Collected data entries
========================================

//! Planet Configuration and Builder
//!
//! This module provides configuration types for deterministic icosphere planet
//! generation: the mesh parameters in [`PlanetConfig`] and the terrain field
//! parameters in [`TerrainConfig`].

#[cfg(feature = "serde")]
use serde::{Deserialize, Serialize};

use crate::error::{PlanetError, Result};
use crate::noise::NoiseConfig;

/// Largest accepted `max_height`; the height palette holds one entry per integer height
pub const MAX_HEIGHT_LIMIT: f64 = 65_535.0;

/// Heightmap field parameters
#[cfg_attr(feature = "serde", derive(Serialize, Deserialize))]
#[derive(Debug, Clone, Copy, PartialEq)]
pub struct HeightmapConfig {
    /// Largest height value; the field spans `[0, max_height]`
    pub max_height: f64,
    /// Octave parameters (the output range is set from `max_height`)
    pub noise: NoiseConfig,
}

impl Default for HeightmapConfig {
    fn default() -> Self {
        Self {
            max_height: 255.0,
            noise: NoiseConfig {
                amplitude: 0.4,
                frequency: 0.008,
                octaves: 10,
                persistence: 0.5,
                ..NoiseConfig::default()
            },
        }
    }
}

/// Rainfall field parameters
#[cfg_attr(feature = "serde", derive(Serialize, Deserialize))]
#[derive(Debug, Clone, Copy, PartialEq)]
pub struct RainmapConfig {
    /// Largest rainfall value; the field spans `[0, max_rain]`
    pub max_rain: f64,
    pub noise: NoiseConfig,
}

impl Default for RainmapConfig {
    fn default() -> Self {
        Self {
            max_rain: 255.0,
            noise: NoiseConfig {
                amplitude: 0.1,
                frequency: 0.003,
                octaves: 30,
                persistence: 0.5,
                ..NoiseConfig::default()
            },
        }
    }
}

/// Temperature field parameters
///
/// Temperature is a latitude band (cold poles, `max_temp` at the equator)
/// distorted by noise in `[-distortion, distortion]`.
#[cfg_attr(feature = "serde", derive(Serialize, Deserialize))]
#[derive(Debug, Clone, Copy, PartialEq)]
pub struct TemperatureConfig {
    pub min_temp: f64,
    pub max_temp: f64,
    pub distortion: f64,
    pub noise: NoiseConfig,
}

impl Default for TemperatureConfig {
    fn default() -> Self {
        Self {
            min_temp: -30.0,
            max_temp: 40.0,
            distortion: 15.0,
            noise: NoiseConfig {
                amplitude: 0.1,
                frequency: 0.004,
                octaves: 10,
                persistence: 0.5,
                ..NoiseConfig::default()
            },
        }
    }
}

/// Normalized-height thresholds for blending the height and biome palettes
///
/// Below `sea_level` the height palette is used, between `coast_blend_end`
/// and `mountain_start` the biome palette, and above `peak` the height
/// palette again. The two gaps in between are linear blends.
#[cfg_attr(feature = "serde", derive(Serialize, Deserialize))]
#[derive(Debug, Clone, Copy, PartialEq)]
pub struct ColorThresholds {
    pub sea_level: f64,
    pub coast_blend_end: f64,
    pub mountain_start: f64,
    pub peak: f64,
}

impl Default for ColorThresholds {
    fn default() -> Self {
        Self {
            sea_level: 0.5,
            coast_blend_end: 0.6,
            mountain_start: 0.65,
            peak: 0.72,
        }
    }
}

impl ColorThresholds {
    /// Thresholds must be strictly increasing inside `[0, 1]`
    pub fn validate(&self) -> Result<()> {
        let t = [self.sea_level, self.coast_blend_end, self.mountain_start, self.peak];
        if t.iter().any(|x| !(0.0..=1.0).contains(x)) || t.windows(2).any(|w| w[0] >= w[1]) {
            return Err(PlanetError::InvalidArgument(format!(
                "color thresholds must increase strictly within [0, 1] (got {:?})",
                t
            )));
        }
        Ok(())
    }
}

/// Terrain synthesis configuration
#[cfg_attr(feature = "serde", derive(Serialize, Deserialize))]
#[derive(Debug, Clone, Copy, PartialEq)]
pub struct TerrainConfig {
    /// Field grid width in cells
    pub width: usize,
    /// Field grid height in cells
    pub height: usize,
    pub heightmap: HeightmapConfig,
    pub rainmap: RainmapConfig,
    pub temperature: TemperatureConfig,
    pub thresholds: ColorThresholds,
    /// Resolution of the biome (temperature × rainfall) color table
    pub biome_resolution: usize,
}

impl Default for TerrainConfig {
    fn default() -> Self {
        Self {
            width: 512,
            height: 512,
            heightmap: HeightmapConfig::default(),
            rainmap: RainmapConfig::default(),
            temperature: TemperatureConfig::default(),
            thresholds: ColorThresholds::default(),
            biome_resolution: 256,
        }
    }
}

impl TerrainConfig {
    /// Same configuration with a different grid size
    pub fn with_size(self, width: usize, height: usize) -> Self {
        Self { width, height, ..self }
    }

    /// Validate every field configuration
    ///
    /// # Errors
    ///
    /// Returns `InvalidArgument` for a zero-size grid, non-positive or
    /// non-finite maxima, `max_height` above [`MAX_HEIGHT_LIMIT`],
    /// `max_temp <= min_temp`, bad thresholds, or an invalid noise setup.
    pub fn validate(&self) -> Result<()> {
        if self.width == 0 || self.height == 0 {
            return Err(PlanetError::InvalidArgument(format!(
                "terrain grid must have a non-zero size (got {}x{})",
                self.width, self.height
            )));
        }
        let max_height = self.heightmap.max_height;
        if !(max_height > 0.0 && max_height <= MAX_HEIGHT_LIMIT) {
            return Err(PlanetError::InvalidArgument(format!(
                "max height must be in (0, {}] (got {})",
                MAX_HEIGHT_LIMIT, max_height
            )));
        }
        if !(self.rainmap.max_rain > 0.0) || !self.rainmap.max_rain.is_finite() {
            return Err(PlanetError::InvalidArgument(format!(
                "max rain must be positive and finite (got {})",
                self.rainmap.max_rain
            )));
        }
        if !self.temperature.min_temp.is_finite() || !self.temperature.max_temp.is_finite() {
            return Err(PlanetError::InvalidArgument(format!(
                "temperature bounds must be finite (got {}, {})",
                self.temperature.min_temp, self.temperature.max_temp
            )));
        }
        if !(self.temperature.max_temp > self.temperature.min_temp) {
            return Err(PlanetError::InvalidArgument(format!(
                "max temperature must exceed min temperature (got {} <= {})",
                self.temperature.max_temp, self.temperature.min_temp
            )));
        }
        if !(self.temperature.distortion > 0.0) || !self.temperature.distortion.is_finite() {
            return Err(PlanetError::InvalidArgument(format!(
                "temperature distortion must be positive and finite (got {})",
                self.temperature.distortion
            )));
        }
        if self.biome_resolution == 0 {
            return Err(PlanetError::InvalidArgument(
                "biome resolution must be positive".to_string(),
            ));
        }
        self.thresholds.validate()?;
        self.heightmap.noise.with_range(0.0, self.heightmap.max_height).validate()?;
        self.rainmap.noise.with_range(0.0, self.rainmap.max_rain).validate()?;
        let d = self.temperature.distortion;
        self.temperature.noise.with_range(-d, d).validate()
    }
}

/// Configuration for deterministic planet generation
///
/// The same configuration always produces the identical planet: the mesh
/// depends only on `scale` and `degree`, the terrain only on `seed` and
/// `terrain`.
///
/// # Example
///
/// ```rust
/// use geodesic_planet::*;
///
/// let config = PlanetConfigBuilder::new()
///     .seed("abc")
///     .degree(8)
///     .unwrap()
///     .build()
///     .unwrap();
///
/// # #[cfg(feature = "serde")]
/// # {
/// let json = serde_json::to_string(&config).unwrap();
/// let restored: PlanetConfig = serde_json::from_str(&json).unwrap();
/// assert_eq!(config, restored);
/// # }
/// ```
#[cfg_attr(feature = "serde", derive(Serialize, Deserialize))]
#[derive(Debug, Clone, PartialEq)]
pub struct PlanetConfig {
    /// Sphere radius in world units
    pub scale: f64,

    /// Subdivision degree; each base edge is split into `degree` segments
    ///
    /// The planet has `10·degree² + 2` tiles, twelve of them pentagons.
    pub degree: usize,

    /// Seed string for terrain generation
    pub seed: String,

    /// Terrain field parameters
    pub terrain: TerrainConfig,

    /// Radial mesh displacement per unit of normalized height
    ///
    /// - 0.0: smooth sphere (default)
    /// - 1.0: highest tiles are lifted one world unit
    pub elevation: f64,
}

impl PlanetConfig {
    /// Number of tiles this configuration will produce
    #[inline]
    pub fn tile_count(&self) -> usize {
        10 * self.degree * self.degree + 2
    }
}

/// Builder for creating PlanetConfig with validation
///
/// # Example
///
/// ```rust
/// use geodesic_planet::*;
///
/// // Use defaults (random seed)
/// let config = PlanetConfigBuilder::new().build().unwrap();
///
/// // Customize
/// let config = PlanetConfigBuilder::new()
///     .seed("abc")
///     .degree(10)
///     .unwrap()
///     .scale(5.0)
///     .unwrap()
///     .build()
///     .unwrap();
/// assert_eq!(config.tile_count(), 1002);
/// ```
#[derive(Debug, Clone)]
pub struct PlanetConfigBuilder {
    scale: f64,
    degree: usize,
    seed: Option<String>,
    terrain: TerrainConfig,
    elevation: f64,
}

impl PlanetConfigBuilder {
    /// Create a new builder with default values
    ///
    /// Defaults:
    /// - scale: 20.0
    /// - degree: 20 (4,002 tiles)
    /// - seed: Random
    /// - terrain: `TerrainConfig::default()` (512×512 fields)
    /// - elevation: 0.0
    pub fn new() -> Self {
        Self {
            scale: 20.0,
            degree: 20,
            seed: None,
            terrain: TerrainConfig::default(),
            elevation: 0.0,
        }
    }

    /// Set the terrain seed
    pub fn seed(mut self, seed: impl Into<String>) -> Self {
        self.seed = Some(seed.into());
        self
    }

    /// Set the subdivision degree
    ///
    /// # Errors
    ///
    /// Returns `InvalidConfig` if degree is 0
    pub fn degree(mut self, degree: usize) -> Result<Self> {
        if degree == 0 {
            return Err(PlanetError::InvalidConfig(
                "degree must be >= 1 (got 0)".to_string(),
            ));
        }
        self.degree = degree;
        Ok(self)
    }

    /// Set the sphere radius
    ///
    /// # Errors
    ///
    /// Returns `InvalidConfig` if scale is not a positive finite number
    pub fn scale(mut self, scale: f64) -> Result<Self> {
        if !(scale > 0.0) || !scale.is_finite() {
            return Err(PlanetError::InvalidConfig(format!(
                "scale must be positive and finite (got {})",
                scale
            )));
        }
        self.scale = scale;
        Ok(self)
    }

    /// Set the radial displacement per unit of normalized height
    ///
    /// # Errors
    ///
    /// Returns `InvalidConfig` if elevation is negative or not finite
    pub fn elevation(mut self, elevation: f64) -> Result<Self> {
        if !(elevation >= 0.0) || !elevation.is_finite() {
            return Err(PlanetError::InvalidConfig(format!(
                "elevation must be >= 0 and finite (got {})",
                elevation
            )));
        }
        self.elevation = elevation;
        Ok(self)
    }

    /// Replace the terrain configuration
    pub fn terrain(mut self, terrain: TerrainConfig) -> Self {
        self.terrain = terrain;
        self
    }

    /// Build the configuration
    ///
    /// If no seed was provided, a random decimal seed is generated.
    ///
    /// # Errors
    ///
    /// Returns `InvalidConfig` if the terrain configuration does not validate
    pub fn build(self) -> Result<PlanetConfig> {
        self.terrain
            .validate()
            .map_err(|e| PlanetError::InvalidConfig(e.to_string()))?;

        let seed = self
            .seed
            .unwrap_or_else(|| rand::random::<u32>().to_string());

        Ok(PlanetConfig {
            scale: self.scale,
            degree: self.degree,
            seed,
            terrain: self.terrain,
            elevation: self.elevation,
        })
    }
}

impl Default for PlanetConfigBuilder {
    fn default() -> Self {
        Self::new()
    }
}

========================================

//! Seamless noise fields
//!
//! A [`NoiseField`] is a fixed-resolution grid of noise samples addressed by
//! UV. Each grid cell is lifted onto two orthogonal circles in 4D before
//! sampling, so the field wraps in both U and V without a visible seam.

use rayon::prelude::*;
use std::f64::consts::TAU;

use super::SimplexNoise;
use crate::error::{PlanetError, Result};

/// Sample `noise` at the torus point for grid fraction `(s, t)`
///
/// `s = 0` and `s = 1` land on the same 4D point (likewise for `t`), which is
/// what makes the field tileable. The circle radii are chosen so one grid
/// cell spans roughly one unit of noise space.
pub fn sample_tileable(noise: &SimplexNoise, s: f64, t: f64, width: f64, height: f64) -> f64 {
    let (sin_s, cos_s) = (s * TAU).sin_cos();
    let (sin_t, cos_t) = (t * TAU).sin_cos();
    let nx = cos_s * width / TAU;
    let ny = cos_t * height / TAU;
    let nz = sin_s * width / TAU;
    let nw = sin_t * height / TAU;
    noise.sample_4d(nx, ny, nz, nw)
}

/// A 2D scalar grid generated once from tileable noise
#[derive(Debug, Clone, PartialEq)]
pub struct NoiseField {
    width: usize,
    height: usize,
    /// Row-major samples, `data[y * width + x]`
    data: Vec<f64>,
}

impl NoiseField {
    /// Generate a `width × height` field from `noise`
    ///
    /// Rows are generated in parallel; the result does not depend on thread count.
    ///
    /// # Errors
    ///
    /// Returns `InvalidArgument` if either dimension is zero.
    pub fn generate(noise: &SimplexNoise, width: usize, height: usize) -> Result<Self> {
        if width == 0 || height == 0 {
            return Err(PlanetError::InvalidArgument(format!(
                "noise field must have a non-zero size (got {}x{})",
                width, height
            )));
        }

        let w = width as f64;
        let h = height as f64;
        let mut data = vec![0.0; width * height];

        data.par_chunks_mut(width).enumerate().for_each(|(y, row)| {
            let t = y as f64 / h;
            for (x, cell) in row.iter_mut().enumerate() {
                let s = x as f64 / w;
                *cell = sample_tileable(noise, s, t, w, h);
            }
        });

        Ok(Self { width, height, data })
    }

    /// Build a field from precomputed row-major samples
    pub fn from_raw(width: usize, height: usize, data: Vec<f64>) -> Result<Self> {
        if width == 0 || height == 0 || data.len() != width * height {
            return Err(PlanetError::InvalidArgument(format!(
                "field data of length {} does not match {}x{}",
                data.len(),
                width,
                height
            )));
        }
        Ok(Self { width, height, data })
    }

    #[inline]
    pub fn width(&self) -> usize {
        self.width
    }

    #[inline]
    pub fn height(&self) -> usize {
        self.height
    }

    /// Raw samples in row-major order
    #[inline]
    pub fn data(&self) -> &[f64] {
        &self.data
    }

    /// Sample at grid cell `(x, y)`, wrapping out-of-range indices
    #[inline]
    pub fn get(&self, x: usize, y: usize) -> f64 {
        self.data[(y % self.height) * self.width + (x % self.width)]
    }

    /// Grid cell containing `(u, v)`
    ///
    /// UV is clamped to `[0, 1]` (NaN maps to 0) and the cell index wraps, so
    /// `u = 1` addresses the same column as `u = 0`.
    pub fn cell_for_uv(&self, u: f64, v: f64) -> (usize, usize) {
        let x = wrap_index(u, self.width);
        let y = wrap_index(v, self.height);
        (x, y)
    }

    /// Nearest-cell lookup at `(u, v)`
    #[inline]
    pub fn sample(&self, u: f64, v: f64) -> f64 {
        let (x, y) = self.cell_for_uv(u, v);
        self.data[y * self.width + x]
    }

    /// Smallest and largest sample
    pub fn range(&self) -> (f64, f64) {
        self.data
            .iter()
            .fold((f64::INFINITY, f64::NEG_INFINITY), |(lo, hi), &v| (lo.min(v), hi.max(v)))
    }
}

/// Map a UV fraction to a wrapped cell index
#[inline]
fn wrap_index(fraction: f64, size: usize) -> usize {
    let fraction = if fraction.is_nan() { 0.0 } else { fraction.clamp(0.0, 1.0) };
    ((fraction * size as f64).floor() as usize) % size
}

========================================

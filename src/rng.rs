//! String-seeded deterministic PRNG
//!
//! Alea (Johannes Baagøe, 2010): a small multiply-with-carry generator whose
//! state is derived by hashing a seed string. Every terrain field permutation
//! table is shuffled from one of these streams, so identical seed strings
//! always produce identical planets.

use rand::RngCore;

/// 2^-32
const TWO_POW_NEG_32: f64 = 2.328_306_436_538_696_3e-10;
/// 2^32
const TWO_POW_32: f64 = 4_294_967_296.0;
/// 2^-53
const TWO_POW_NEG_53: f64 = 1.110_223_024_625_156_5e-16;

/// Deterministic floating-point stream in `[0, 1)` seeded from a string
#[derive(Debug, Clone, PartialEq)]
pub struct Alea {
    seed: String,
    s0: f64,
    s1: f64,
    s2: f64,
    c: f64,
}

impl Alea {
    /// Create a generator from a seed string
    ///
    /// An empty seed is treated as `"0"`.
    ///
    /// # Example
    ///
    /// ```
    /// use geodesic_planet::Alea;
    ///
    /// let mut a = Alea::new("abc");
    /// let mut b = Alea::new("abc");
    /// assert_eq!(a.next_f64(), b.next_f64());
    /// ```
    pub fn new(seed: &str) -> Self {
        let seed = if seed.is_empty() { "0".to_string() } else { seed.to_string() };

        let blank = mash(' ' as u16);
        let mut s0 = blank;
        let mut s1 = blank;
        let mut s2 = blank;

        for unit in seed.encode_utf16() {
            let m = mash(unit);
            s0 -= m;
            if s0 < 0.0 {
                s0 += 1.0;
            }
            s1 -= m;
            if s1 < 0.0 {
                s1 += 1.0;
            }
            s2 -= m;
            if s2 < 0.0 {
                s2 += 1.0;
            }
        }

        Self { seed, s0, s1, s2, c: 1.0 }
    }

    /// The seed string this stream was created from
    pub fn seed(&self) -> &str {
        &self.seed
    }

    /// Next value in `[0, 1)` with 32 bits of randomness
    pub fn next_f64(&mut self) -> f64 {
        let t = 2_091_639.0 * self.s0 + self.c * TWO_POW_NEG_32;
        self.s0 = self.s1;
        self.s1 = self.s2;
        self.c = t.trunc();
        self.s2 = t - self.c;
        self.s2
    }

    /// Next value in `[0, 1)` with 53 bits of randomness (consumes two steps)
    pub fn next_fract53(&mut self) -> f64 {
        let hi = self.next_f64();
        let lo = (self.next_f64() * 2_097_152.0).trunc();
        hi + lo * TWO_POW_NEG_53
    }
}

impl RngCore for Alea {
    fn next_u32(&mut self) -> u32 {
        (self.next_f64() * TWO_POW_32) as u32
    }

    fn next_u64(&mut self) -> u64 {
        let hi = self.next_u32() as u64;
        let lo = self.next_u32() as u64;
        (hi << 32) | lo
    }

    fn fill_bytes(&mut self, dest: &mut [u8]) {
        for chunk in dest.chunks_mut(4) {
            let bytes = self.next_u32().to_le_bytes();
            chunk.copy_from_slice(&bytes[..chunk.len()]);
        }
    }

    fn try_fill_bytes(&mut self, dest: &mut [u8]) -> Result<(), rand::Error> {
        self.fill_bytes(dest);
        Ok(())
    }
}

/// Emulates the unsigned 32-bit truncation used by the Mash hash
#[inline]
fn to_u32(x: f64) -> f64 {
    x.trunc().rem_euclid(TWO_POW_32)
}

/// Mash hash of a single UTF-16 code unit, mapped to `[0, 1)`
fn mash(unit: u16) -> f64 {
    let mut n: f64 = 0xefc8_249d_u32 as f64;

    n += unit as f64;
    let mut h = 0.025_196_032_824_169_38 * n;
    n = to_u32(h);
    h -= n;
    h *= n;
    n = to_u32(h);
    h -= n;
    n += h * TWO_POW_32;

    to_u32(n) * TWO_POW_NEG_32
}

========================================

_Exercise goal_
Show all lines above holding the word "enumerate".

_Result of this task_
        data.par_chunks_mut(width).enumerate().for_each(|(y, row)| {
            for (x, cell) in row.iter_mut().enumerate() {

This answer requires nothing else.